TASK STATEMENT: Of the material below, the lines to be retyped are those from the line containing "records as JSON." through the line containing "let mut cfg", inclusive; reproduce them exactly.

──────

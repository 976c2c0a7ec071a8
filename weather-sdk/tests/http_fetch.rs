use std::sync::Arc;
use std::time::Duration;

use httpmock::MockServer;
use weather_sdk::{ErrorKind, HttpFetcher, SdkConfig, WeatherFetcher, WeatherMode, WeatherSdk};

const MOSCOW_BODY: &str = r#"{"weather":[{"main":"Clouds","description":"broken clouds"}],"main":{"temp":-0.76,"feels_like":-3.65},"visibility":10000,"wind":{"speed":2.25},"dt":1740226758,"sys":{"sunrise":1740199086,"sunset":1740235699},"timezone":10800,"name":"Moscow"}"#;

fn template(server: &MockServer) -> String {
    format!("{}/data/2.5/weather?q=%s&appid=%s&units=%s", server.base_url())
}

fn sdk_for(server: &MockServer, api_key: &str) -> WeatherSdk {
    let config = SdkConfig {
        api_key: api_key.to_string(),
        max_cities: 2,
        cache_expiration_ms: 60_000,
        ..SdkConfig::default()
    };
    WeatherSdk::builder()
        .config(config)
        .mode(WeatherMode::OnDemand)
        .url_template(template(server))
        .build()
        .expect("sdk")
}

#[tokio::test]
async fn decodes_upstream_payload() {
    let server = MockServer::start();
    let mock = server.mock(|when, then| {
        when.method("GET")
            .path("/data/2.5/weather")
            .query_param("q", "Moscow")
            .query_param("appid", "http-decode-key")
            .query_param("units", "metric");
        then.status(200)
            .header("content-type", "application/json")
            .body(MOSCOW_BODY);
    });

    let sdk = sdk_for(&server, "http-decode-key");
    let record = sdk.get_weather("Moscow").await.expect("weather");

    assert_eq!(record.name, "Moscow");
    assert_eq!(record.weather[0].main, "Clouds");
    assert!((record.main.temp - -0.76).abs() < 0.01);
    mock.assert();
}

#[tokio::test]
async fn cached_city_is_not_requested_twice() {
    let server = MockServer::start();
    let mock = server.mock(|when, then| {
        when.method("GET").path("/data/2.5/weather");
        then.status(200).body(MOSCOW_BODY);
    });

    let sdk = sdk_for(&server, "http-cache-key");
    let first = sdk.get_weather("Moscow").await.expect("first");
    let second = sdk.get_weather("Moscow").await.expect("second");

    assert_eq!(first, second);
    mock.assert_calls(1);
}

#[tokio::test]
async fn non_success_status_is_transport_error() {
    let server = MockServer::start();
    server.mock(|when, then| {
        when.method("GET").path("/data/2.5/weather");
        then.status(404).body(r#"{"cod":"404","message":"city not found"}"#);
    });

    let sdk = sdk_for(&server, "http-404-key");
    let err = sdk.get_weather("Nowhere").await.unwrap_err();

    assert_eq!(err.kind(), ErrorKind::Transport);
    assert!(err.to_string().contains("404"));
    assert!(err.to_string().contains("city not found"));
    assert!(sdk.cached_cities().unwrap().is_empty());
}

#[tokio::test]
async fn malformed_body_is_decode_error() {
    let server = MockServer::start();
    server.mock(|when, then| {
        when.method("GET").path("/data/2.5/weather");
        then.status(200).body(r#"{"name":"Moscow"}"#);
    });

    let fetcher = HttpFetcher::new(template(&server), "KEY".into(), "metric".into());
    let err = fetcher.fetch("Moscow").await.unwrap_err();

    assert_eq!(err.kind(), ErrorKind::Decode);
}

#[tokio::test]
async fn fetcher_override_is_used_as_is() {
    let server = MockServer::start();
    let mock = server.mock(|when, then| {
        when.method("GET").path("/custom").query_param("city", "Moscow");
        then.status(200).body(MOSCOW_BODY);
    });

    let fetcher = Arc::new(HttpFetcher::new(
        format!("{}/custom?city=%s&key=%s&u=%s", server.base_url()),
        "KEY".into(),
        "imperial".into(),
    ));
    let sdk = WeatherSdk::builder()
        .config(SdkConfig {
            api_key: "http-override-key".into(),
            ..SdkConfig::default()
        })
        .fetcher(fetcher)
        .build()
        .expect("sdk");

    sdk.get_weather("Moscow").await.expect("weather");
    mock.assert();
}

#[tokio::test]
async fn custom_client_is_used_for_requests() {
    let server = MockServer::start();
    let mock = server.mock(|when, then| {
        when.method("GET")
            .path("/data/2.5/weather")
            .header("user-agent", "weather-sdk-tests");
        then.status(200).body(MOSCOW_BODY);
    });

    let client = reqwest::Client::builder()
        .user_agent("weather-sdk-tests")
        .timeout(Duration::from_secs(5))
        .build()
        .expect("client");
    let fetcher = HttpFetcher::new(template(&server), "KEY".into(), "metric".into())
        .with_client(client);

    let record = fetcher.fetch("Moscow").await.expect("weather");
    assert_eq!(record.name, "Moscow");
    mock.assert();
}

──────

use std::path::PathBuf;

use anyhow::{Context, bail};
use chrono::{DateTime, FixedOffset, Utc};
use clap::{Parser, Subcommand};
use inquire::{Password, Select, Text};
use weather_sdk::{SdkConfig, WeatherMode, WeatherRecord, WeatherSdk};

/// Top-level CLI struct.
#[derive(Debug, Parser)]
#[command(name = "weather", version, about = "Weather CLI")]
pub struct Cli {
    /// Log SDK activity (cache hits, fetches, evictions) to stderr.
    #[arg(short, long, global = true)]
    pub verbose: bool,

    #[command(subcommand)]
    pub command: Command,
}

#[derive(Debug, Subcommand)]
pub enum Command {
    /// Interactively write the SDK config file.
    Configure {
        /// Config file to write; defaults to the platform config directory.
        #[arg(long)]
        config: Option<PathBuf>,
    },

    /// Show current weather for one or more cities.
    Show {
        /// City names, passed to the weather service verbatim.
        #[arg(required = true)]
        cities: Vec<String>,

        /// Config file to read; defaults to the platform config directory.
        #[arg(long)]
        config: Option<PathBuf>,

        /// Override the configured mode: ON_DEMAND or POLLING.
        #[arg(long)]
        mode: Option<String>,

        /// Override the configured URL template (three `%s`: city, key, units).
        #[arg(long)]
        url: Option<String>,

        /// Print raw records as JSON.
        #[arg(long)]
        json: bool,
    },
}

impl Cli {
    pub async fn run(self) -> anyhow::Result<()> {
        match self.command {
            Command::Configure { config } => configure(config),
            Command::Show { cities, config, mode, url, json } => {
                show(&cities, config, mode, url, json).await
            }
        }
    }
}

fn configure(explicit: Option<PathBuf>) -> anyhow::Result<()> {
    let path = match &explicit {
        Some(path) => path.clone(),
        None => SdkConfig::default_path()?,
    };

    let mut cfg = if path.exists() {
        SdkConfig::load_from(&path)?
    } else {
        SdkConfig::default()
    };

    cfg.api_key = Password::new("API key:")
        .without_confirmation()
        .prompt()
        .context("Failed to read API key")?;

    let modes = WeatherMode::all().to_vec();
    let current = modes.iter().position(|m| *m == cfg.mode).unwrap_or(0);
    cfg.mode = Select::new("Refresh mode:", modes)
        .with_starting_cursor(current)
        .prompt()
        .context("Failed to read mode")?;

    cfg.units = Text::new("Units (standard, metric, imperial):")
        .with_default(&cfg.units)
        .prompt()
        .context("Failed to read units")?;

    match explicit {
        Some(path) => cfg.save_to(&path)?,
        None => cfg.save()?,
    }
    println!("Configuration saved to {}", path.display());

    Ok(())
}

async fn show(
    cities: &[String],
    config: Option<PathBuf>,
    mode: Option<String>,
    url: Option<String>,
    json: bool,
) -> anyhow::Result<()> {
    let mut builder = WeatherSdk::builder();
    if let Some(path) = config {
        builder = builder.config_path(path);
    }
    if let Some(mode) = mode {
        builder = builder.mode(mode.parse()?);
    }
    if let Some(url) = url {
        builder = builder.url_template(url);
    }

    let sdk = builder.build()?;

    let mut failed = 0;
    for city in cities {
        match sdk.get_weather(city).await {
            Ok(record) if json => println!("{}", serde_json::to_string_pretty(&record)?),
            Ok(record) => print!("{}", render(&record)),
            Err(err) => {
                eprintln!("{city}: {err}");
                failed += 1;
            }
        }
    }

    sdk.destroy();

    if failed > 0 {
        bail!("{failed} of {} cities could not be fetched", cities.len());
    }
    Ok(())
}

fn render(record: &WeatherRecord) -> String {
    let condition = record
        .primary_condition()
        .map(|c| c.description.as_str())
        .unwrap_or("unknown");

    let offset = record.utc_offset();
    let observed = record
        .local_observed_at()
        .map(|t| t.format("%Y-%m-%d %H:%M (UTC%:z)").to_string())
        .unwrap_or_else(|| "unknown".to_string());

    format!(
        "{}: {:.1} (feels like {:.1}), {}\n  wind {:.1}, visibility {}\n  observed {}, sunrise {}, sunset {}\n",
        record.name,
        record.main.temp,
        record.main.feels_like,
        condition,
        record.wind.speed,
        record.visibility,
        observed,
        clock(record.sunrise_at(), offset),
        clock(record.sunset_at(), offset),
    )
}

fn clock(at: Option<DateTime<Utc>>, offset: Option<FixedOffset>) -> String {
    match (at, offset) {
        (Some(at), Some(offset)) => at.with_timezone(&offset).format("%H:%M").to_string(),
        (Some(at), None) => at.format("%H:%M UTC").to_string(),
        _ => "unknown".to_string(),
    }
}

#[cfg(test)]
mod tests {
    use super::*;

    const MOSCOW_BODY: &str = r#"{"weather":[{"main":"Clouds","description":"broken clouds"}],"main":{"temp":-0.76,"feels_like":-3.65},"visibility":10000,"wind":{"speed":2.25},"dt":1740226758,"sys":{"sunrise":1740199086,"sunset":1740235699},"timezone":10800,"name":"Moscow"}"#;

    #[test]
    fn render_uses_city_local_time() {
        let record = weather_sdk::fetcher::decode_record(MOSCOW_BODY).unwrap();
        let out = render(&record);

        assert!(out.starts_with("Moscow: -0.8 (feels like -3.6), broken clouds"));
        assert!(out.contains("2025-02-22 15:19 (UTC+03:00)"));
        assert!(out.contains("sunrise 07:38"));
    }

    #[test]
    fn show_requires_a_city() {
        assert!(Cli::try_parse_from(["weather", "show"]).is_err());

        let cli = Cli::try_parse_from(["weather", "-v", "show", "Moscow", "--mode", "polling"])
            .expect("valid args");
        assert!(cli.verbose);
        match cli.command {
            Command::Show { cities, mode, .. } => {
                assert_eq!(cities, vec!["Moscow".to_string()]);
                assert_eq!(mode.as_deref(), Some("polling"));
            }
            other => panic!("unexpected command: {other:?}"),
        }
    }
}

──────

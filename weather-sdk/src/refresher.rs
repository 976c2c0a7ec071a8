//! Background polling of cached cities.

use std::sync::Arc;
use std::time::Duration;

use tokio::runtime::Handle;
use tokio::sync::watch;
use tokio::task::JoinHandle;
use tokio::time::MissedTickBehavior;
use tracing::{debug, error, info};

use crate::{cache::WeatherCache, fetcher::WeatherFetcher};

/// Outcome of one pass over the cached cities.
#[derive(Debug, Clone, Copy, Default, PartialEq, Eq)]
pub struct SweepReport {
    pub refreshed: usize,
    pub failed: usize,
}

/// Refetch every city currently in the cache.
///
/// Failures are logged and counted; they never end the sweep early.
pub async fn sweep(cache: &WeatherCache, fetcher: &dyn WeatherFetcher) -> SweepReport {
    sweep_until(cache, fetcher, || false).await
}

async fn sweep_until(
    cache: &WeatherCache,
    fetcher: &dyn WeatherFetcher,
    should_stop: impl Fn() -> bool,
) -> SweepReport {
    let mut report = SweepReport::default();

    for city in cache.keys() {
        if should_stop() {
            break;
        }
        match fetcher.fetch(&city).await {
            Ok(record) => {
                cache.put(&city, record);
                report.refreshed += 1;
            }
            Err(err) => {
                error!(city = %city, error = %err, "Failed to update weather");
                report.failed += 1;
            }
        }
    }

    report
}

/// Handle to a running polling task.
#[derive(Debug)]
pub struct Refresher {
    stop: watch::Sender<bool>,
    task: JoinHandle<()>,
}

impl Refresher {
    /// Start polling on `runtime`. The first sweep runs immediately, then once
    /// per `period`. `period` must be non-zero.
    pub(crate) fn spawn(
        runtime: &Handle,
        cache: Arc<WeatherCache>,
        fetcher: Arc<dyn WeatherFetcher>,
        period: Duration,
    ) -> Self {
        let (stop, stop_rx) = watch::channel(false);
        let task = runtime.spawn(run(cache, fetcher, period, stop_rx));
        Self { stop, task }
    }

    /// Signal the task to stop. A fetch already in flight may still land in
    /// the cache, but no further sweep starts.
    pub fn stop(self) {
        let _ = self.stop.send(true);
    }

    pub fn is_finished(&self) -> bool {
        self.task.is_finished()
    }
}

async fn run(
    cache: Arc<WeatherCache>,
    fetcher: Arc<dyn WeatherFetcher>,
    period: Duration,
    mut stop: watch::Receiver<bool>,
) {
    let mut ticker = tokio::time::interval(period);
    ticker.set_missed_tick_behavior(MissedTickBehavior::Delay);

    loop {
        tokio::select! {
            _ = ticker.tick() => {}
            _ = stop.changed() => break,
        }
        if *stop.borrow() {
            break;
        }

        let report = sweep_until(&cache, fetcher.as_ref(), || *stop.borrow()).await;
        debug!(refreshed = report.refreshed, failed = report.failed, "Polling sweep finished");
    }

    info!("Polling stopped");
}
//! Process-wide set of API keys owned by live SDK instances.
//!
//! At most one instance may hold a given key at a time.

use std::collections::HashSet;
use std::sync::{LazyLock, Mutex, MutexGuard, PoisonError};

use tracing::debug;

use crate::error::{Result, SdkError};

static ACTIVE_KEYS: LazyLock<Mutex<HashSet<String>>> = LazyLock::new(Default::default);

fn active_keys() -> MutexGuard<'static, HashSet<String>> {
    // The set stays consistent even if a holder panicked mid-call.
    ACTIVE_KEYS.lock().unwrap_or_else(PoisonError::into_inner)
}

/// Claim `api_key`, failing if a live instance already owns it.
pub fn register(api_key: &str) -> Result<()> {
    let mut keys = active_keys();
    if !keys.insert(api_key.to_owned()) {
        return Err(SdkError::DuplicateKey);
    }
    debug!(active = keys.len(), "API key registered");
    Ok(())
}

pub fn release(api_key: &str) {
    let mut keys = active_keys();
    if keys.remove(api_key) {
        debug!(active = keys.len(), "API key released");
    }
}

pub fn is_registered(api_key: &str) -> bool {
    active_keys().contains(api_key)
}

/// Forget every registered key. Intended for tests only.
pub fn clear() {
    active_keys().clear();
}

──────

RESULT OF THE TASK:
        /// Print raw records as JSON.
        #[arg(long)]
        json: bool,
    },
}

impl Cli {
    pub async fn run(self) -> anyhow::Result<()> {
        match self.command {
            Command::Configure { config } => configure(config),
            Command::Show { cities, config, mode, url, json } => {
                show(&cities, config, mode, url, json).await
            }
        }
    }
}

fn configure(explicit: Option<PathBuf>) -> anyhow::Result<()> {
    let path = match &explicit {
        Some(path) => path.clone(),
        None => SdkConfig::default_path()?,
    };

    let mut cfg = if path.exists() {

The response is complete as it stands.